Stored data:

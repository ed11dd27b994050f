//! The `pantheon question` command.

use std::path::PathBuf;

use anyhow::Result;

use pantheon_core::model::Axis;

use super::OutputFormat;

pub async fn execute(
    number: usize,
    category: Axis,
    config_path: Option<PathBuf>,
    format: OutputFormat,
) -> Result<()> {
    anyhow::ensure!(number >= 1, "question number must be at least 1");

    let config = super::load_config(config_path.as_deref())?;
    let engine = super::build_engine(&config)?;
    let record = engine.generate_question(number, category).await?;

    match format {
        OutputFormat::Json => println!("{}", serde_json::to_string_pretty(&record)?),
        OutputFormat::Text => super::print_question(number, &record),
    }

    Ok(())
}
//! pantheon-server: HTTP surface for the personality quiz.
//!
//! Exposes quiz generation and scoring as JSON endpoints over a shared
//! [`QuizEngine`](pantheon_core::engine::QuizEngine).

use std::net::SocketAddr;

use anyhow::{Context, Result};
use axum::Router;
use tower_http::trace::TraceLayer;

pub mod error;
pub mod extract;
pub mod routes;
pub mod state;

pub use state::AppState;

/// Build the application router with request tracing.
pub fn app(state: AppState) -> Router {
    Router::new()
        .merge(routes::health::router())
        .merge(routes::mbti::router())
        .layer(TraceLayer::new_for_http())
        .with_state(state)
}

/// Bind `addr` and serve until the process receives Ctrl-C.
pub async fn serve(addr: SocketAddr, state: AppState) -> Result<()> {
    let listener = tokio::net::TcpListener::bind(addr)
        .await
        .with_context(|| format!("failed to bind {addr}"))?;
    tracing::info!(
        provider = state.engine.provider_name(),
        model = %state.engine.config().model,
        "pantheon listening on {}",
        listener.local_addr().unwrap_or(addr)
    );

    axum::serve(listener, app(state))
        .with_graceful_shutdown(shutdown_signal())
        .await
        .context("server error")
}

async fn shutdown_signal() {
    if let Err(e) = tokio::signal::ctrl_c().await {
        tracing::warn!("failed to listen for shutdown signal: {e}");
        std::future::pending::<()>().await;
    }
    tracing::info!("shutting down");
}
//! Provider error types.
//!
//! Defined in `pantheon-core` so retry wrappers and the HTTP layer can
//! downcast an `anyhow::Error` and classify it without string matching.

use thiserror::Error;

/// Errors that can occur when interacting with an LLM provider.
#[derive(Debug, Error)]
pub enum ProviderError {
    /// The API returned a 429 rate limit response.
    #[error("rate limited, retry after {retry_after_ms}ms")]
    RateLimited { retry_after_ms: u64 },

    /// Authentication failed (invalid API key).
    #[error("authentication failed: {0}")]
    AuthenticationFailed(String),

    /// The requested model was not found.
    #[error("model not found: {0}")]
    ModelNotFound(String),

    /// The API returned an error response.
    #[error("API error (HTTP {status}): {message}")]
    ApiError { status: u16, message: String },

    /// The request timed out.
    #[error("request timed out after {0}s")]
    Timeout(u64),

    /// A network error occurred.
    #[error("network error: {0}")]
    NetworkError(String),
}

impl ProviderError {
    /// Returns `true` if this error is permanent and should not be retried.
    pub fn is_permanent(&self) -> bool {
        matches!(
            self,
            ProviderError::AuthenticationFailed(_) | ProviderError::ModelNotFound(_)
        )
    }

    /// Returns the retry-after delay in milliseconds, if applicable.
    pub fn retry_after_ms(&self) -> Option<u64> {
        match self {
            ProviderError::RateLimited { retry_after_ms } => Some(*retry_after_ms),
            _ => None,
        }
    }
}
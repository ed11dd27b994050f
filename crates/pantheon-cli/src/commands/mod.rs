pub mod init;
pub mod list_models;
pub mod personas;
pub mod prompt;
pub mod question;
pub mod quiz;
pub mod result;
pub mod serve;

use std::path::Path;

use anyhow::Result;
use clap::ValueEnum;

use pantheon_core::engine::QuizEngine;
use pantheon_core::model::QuestionRecord;
use pantheon_providers::config::{build_provider, PantheonConfig};

#[derive(Debug, Clone, Copy, PartialEq, Eq, ValueEnum)]
pub enum OutputFormat {
    Text,
    Json,
}

/// Build an engine from the configured default provider.
pub fn build_engine(config: &PantheonConfig) -> Result<QuizEngine> {
    let provider = build_provider(config, None)?;
    Ok(QuizEngine::new(provider, config.engine_config()))
}

pub fn load_config(path: Option<&Path>) -> Result<PantheonConfig> {
    pantheon_providers::config::load_config_from(path)
}

/// Render one question as indented text.
pub fn print_question(number: usize, record: &QuestionRecord) {
    println!("{number:>2}. [{}] {}", record.axis(), record.question);
    for (label, answer) in ["A", "B"].iter().zip(&record.answers) {
        println!("    {label}) {} ({})", answer.text, answer.trait_letter);
    }
}
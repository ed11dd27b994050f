use axum::http::StatusCode;
use axum::response::{IntoResponse, Response};
use axum::Json;
use serde::{Deserialize, Serialize};

/// Machine-readable error codes carried in [`ApiError::error`].
pub mod codes {
    pub const INVALID_REQUEST: &str = "invalid_request";
    pub const GENERATION_FAILED: &str = "generation_failed";
}

/// JSON error body returned by every failing endpoint.
#[derive(Debug, Serialize, Deserialize)]
pub struct ApiError {
    pub error: String,
    pub message: String,
}

/// Handler error that converts to a structured API response.
#[derive(Debug, thiserror::Error)]
pub enum AppError {
    /// Malformed or out-of-domain request body (400).
    #[error("{0}")]
    Validation(String),
    /// The generation backend failed or timed out (502).
    #[error("generation failed: {0:#}")]
    Generation(anyhow::Error),
}

impl IntoResponse for AppError {
    fn into_response(self) -> Response {
        let (status, api_error) = match self {
            AppError::Validation(message) => (
                StatusCode::BAD_REQUEST,
                ApiError {
                    error: codes::INVALID_REQUEST.to_string(),
                    message,
                },
            ),
            AppError::Generation(err) => {
                tracing::error!("generation failed: {err:#}");
                (
                    StatusCode::BAD_GATEWAY,
                    ApiError {
                        error: codes::GENERATION_FAILED.to_string(),
                        message: "The question generator did not respond. Try again later."
                            .to_string(),
                    },
                )
            }
        };

        (status, Json(api_error)).into_response()
    }
}

#[cfg(test)]
mod tests {
    use super::*;

    #[test]
    fn validation_maps_to_bad_request() {
        let response = AppError::Validation("bad".into()).into_response();
        assert_eq!(response.status(), StatusCode::BAD_REQUEST);
    }

    #[test]
    fn generation_maps_to_bad_gateway() {
        let response = AppError::Generation(anyhow::anyhow!("timeout")).into_response();
        assert_eq!(response.status(), StatusCode::BAD_GATEWAY);
    }
}
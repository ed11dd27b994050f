//! The `pantheon personas` command.

use anyhow::Result;
use comfy_table::{Cell, Table};

use pantheon_core::persona::all_personas;

pub fn execute() -> Result<()> {
    let mut table = Table::new();
    table.set_header(vec!["Type", "", "Persona", "Traits"]);

    for persona in all_personas() {
        table.add_row(vec![
            Cell::new(persona.type_code),
            Cell::new(persona.emoji),
            Cell::new(persona.display_name),
            Cell::new(persona.traits.join(", ")),
        ]);
    }

    println!("{table}");
    Ok(())
}
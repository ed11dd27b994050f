//! The `pantheon prompt` command.

use anyhow::Result;

use pantheon_core::model::Axis;
use pantheon_core::prompt::{full_set_prompt, single_question_prompt};

pub fn execute(number: Option<usize>, category: Option<Axis>) -> Result<()> {
    let prompt = match (number, category) {
        (Some(number), Some(axis)) => single_question_prompt(number, axis),
        _ => full_set_prompt(),
    };
    println!("{prompt}");
    Ok(())
}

WORK INSTRUCTIONS: Each line above is to be reproduced exactly.

YOUR SOLUTION:
repository ed11dd27b994050f
//! The `pantheon question` command.

use std::path::PathBuf;

use anyhow::Result;

use pantheon_core::model::Axis;

use super::OutputFormat;

pub async fn execute(
    number: usize,
    category: Axis,
    config_path: Option<PathBuf>,
    format: OutputFormat,
) -> Result<()> {
    anyhow::ensure!(number >= 1, "question number must be at least 1");

    let config = super::load_config(config_path.as_deref())?;
    let engine = super::build_engine(&config)?;
    let record = engine.generate_question(number, category).await?;

    match format {
        OutputFormat::Json => println!("{}", serde_json::to_string_pretty(&record)?),
        OutputFormat::Text => super::print_question(number, &record),
    }

    Ok(())
}
//! pantheon-server: HTTP surface for the personality quiz.
//!
//! Exposes quiz generation and scoring as JSON endpoints over a shared
//! [`QuizEngine`](pantheon_core::engine::QuizEngine).

use std::net::SocketAddr;

use anyhow::{Context, Result};
use axum::Router;
use tower_http::trace::TraceLayer;

pub mod error;
pub mod extract;
pub mod routes;
pub mod state;

pub use state::AppState;

/// Build the application router with request tracing.
pub fn app(state: AppState) -> Router {
    Router::new()
        .merge(routes::health::router())
        .merge(routes::mbti::router())
        .layer(TraceLayer::new_for_http())
        .with_state(state)
}

/// Bind `addr` and serve until the process receives Ctrl-C.
pub async fn serve(addr: SocketAddr, state: AppState) -> Result<()> {
    let listener = tokio::net::TcpListener::bind(addr)
        .await
        .with_context(|| format!("failed to bind {addr}"))?;
    tracing::info!(
        provider = state.engine.provider_name(),
        model = %state.engine.config().model,
        "pantheon listening on {}",
        listener.local_addr().unwrap_or(addr)
    );

    axum::serve(listener, app(state))
        .with_graceful_shutdown(shutdown_signal())
        .await
        .context("server error")
}

async fn shutdown_signal() {
    if let Err(e) = tokio::signal::ctrl_c().await {
        tracing::warn!("failed to listen for shutdown signal: {e}");
        std::future::pending::<()>().await;
    }
    tracing::info!("shutting down");
}
//! Provider error types.
//!
//! Defined in `pantheon-core` so retry wrappers and the HTTP layer can
//! downcast an `anyhow::Error` and classify it without string matching.

use thiserror::Error;

/// Errors that can occur when interacting with an LLM provider.
#[derive(Debug, Error)]
pub enum ProviderError {
    /// The API returned a 429 rate limit response.
    #[error("rate limited, retry after {retry_after_ms}ms")]
    RateLimited { retry_after_ms: u64 },

    /// Authentication failed (invalid API key).
    #[error("authentication failed: {0}")]
    AuthenticationFailed(String),

    /// The requested model was not found.
    #[error("model not found: {0}")]
    ModelNotFound(String),

    /// The API returned an error response.
    #[error("API error (HTTP {status}): {message}")]
    ApiError { status: u16, message: String },

    /// The request timed out.
    #[error("request timed out after {0}s")]
    Timeout(u64),

    /// A network error occurred.
    #[error("network error: {0}")]
    NetworkError(String),
}

impl ProviderError {
    /// Returns `true` if this error is permanent and should not be retried.
    pub fn is_permanent(&self) -> bool {
        matches!(
            self,
            ProviderError::AuthenticationFailed(_) | ProviderError::ModelNotFound(_)
        )
    }

    /// Returns the retry-after delay in milliseconds, if applicable.
    pub fn retry_after_ms(&self) -> Option<u64> {
        match self {
            ProviderError::RateLimited { retry_after_ms } => Some(*retry_after_ms),
            _ => None,
        }
    }
}
repository ed11dd27b994050f
filename crates/pantheon-cli/src/commands/mod.rs
pub mod init;
pub mod list_models;
pub mod personas;
pub mod prompt;
pub mod question;
pub mod quiz;
pub mod result;
pub mod serve;

use std::path::Path;

use anyhow::Result;
use clap::ValueEnum;

use pantheon_core::engine::QuizEngine;
use pantheon_core::model::QuestionRecord;
use pantheon_providers::config::{build_provider, PantheonConfig};

#[derive(Debug, Clone, Copy, PartialEq, Eq, ValueEnum)]
pub enum OutputFormat {
    Text,
    Json,
}

/// Build an engine from the configured default provider.
pub fn build_engine(config: &PantheonConfig) -> Result<QuizEngine> {
    let provider = build_provider(config, None)?;
    Ok(QuizEngine::new(provider, config.engine_config()))
}

pub fn load_config(path: Option<&Path>) -> Result<PantheonConfig> {
    pantheon_providers::config::load_config_from(path)
}

/// Render one question as indented text.
pub fn print_question(number: usize, record: &QuestionRecord) {
    println!("{number:>2}. [{}] {}", record.axis(), record.question);
    for (label, answer) in ["A", "B"].iter().zip(&record.answers) {
        println!("    {label}) {} ({})", answer.text, answer.trait_letter);
    }
}
repository ed11dd27b994050f
use axum::http::StatusCode;
use axum::response::{IntoResponse, Response};
use axum::Json;
use serde::{Deserialize, Serialize};

/// Machine-readable error codes carried in [`ApiError::error`].
pub mod codes {
    pub const INVALID_REQUEST: &str = "invalid_request";
    pub const GENERATION_FAILED: &str = "generation_failed";
}

/// JSON error body returned by every failing endpoint.
#[derive(Debug, Serialize, Deserialize)]
pub struct ApiError {
    pub error: String,
    pub message: String,
}

/// Handler error that converts to a structured API response.
#[derive(Debug, thiserror::Error)]
pub enum AppError {
    /// Malformed or out-of-domain request body (400).
    #[error("{0}")]
    Validation(String),
    /// The generation backend failed or timed out (502).
    #[error("generation failed: {0:#}")]
    Generation(anyhow::Error),
}

impl IntoResponse for AppError {
    fn into_response(self) -> Response {
        let (status, api_error) = match self {
            AppError::Validation(message) => (
                StatusCode::BAD_REQUEST,
                ApiError {
                    error: codes::INVALID_REQUEST.to_string(),
                    message,
                },
            ),
            AppError::Generation(err) => {
                tracing::error!("generation failed: {err:#}");
                (
                    StatusCode::BAD_GATEWAY,
                    ApiError {
                        error: codes::GENERATION_FAILED.to_string(),
                        message: "The question generator did not respond. Try again later."
                            .to_string(),
                    },
                )
            }
        };

        (status, Json(api_error)).into_response()
    }
}

#[cfg(test)]
mod tests {
    use super::*;

    #[test]
    fn validation_maps_to_bad_request() {
        let response = AppError::Validation("bad".into()).into_response();
        assert_eq!(response.status(), StatusCode::BAD_REQUEST);
    }

    #[test]
    fn generation_maps_to_bad_gateway() {
        let response = AppError::Generation(anyhow::anyhow!("timeout")).into_response();
        assert_eq!(response.status(), StatusCode::BAD_GATEWAY);
    }
}
repository ed11dd27b994050f
//! The `pantheon personas` command.

use anyhow::Result;
use comfy_table::{Cell, Table};

use pantheon_core::persona::all_personas;

pub fn execute() -> Result<()> {
    let mut table = Table::new();
    table.set_header(vec!["Type", "", "Persona", "Traits"]);

    for persona in all_personas() {
        table.add_row(vec![
            Cell::new(persona.type_code),
            Cell::new(persona.emoji),
            Cell::new(persona.display_name),
            Cell::new(persona.traits.join(", ")),
        ]);
    }

    println!("{table}");
    Ok(())
}
repository ed11dd27b994050f
//! The `pantheon prompt` command.

use anyhow::Result;

use pantheon_core::model::Axis;
use pantheon_core::prompt::{full_set_prompt, single_question_prompt};

pub fn execute(number: Option<usize>, category: Option<Axis>) -> Result<()> {
    let prompt = match (number, category) {
        (Some(number), Some(axis)) => single_question_prompt(number, axis),
        _ => full_set_prompt(),
    };
    println!("{prompt}");
    Ok(())
}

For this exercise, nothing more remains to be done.